Owners of nuclear power plants have sued the federal government for leaving nuclear waste "stranded" at their facilities.

At the end of 2016, the Department of Energy said the federal government had already paid out $6.1 billion to the owners of spent nuclear fuel and owes another $25 billion. The amount of waste is growing by 2,200 metric tons a year and is expected to hit 140,000 metric tons over the next 50 years, the Government Accountability Office says.
"No country, including the United States, has a permanent geologic repository for disposal of commercial SNF (spent nuclear fuel) and other HLW (high-level waste). Currently, commercial nuclear power plants generally store SNF on site, awaiting disposal in a permanent repository," Larsen writes.

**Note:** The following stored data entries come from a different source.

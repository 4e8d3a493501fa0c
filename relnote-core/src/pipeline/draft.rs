//! Draft stage: turn grouped entries into customer-facing text blocks
//!
//! The model returns one text block per summary entry, in entry order; the
//! surrounding document (section headers, bullet ordering) is assembled
//! deterministically in code so identical stage responses always produce
//! identical notes.

use std::collections::HashMap;

use tracing::info;

use crate::model::CompletionRequest;
use crate::pipeline::{
    parse, prompts, CategorizedTicket, EntryKind, FilterOutcome, Grouping, Pipeline, Stage,
};
use crate::ticket::Ticket;
use crate::{Error, Result};

/// A drafted summary entry
#[derive(Debug, Clone)]
pub struct SummaryEntry {
    /// Feature or fix
    pub kind: EntryKind,
    /// Capability name from the group stage
    pub name: String,
    /// One-sentence benefit from the group stage
    pub summary: String,
    /// Source ticket ids this entry summarizes
    pub ticket_ids: Vec<String>,
    /// Drafted customer-facing text
    pub text: String,
}

/// Final pipeline output
///
/// Entries are ordered features-then-fixes, matching the group stage's
/// ordering within each section. Excluded tickets are carried for
/// operator review.
#[derive(Debug, Clone)]
pub struct PipelineResult {
    pub entries: Vec<SummaryEntry>,
    pub excluded: Vec<CategorizedTicket>,
}

impl PipelineResult {
    /// Result for a run where nothing was customer-worthy
    pub fn empty(outcome: FilterOutcome) -> Self {
        Self {
            entries: Vec::new(),
            excluded: outcome.excluded,
        }
    }

    /// Whether there is anything to publish
    pub fn has_entries(&self) -> bool {
        !self.entries.is_empty()
    }
}

/// An entry awaiting drafted text
#[derive(Debug)]
pub(crate) struct PendingEntry<'a> {
    pub kind: EntryKind,
    pub name: String,
    pub summary: String,
    pub tickets: Vec<&'a Ticket>,
}

impl<'a> Pipeline<'a> {
    /// Run the draft stage over the grouped entries
    ///
    /// Consumes the filter outcome so excluded tickets ride along in the
    /// result.
    pub async fn draft(
        &self,
        outcome: FilterOutcome,
        grouping: &Grouping,
    ) -> Result<PipelineResult> {
        let pending = build_entries(&outcome, grouping)?;

        if pending.is_empty() {
            return Ok(PipelineResult::empty(outcome));
        }

        let prompt = prompts::draft_prompt(&pending);

        let blocks = self
            .retry()
            .run("draft stage", || async {
                let raw = self
                    .model()
                    .complete(CompletionRequest::new(prompt.clone()))
                    .await?;
                let blocks: Vec<String> = parse::parse_array(Stage::Draft, &raw)?;
                if blocks.len() != pending.len() {
                    return Err(Error::MalformedResponse {
                        stage: Stage::Draft,
                        raw: format!(
                            "expected {} text blocks, got {}: {}",
                            pending.len(),
                            blocks.len(),
                            raw
                        ),
                    });
                }
                Ok(blocks)
            })
            .await?;

        let entries = pending
            .into_iter()
            .zip(blocks)
            .map(|(entry, text)| SummaryEntry {
                kind: entry.kind,
                name: entry.name,
                summary: entry.summary,
                ticket_ids: entry.tickets.iter().map(|t| t.id.clone()).collect(),
                text: text.trim().to_string(),
            })
            .collect::<Vec<_>>();

        info!(entries = entries.len(), "Draft stage complete");

        Ok(PipelineResult {
            entries,
            excluded: outcome.excluded,
        })
    }
}

/// Order entries: groups first (features), then ungrouped fixes
///
/// The group stage has already verified exact coverage, so lookups here
/// cannot miss; a miss would be a programming error and is reported as
/// such rather than ignored.
fn build_entries<'t>(
    outcome: &'t FilterOutcome,
    grouping: &Grouping,
) -> Result<Vec<PendingEntry<'t>>> {
    let by_id: HashMap<&str, &Ticket> = outcome
        .features
        .iter()
        .chain(outcome.fixes.iter())
        .map(|c| (c.ticket.id.as_str(), &c.ticket))
        .collect();

    let lookup = |id: &str| -> Result<&'t Ticket> {
        by_id
            .get(id)
            .copied()
            .ok_or_else(|| Error::Other(format!("grouped ticket {} not in filter output", id)))
    };

    let mut entries = Vec::new();

    for group in &grouping.groups {
        let tickets = group
            .tickets
            .iter()
            .map(|id| lookup(id))
            .collect::<Result<Vec<_>>>()?;
        entries.push(PendingEntry {
            kind: EntryKind::Feature,
            name: group.name.clone(),
            summary: group.summary.clone(),
            tickets,
        });
    }

    for id in &grouping.ungrouped_fixes {
        let ticket = lookup(id)?;
        entries.push(PendingEntry {
            kind: EntryKind::Fix,
            name: ticket.title.clone(),
            summary: String::new(),
            tickets: vec![ticket],
        });
    }

    Ok(entries)
}

#[cfg(test)]
mod tests {
    use super::*;
    use crate::pipeline::testing::{ticket, ScriptedModel};
    use crate::pipeline::Group;
    use crate::retry::RetryPolicy;
    use std::time::Duration;

    fn outcome_and_grouping() -> (FilterOutcome, Grouping) {
        let outcome = FilterOutcome {
            features: vec![
                CategorizedTicket {
                    ticket: ticket("f1", "Export to PDF"),
                    reason: "new".into(),
                },
                CategorizedTicket {
                    ticket: ticket("f2", "Export to CSV"),
                    reason: "new".into(),
                },
            ],
            fixes: vec![CategorizedTicket {
                ticket: ticket("x1", "Fix slow dashboard"),
                reason: "perf".into(),
            }],
            excluded: vec![CategorizedTicket {
                ticket: ticket("e1", "Rotate secrets"),
                reason: "internal".into(),
            }],
        };
        let grouping = Grouping {
            groups: vec![Group {
                name: "Data export".into(),
                tickets: vec!["f1".into(), "f2".into()],
                summary: "Export your reports".into(),
            }],
            ungrouped_fixes: vec!["x1".into()],
        };
        (outcome, grouping)
    }

    fn fast_retry() -> RetryPolicy {
        RetryPolicy {
            retries: 0,
            base_delay: Duration::from_millis(1),
        }
    }

    #[tokio::test]
    async fn test_draft_matches_entry_order() {
        let (outcome, grouping) = outcome_and_grouping();
        let model = ScriptedModel::new(vec![
            r#"["• *Data export* - download reports as PDF or CSV", "• *Faster dashboards* - loads in under a second"]"#,
        ]);

        let pipeline = Pipeline::new(&model, fast_retry());
        let result = pipeline.draft(outcome, &grouping).await.unwrap();

        assert_eq!(result.entries.len(), 2);
        assert_eq!(result.entries[0].kind, EntryKind::Feature);
        assert_eq!(result.entries[0].name, "Data export");
        assert_eq!(result.entries[0].ticket_ids, vec!["f1", "f2"]);
        assert_eq!(result.entries[1].kind, EntryKind::Fix);
        assert_eq!(result.entries[1].ticket_ids, vec!["x1"]);
        assert!(result.entries[1].text.contains("Faster dashboards"));
        // Excluded tickets ride along
        assert_eq!(result.excluded.len(), 1);
    }

    #[tokio::test]
    async fn test_block_count_mismatch_is_malformed() {
        let (outcome, grouping) = outcome_and_grouping();
        let model = ScriptedModel::new(vec![r#"["only one block"]"#]);

        let pipeline = Pipeline::new(&model, fast_retry());
        let err = pipeline.draft(outcome, &grouping).await.unwrap_err();
        assert!(matches!(
            err,
            Error::MalformedResponse {
                stage: Stage::Draft,
                ..
            }
        ));
    }

    #[tokio::test]
    async fn test_empty_grouping_produces_empty_result() {
        let outcome = FilterOutcome::default();
        let grouping = Grouping {
            groups: vec![],
            ungrouped_fixes: vec![],
        };
        let model = ScriptedModel::new(vec![]);

        let pipeline = Pipeline::new(&model, fast_retry());
        let result = pipeline.draft(outcome, &grouping).await.unwrap();
        assert!(!result.has_entries());
        assert!(model.prompts.lock().unwrap().is_empty());
    }
}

There's NO place to safely bury and then guard it for the one million years necessary while ALL the radioactive decays take place.
That's right...1,000,000 years.

Yet existing and planned nuclear waste sites operate on much shorter time frames: often 10,000 or 100,000 years. These are still such unimaginably vast lengths of time that regulatory authorities decide on them, in part, based on how long ice ages are expected to last

To some extent all of these figures are little better than educated guesses.

Even stopping nuclear power operations is a necessarily drawn-out process.

Decommissioning a single nuclear reactor typically takes about 20 years. Most countries grappling with nuclear waste are planning for at least 40 to 60 years just to implement their repository programs.

The initial cost of decommissioning Japan’s Fukushima Dai-ichi nuclear plant was estimated to be USD $19 billion (2 trillion yen). But now it appears that actual expenses are escalating much beyond what was previously projected.

The Diablo Canyon nuclear power plant in California cost billions of dollars to build five decades ago. It's estimated to cost a few billion more than that to close it.
Plant owner Pacific Gas & Electric (PG&E) had asked for $4.8 billion dollars to decommission Diablo, but the settlement in January this year agreed to $3.9 billion dollars.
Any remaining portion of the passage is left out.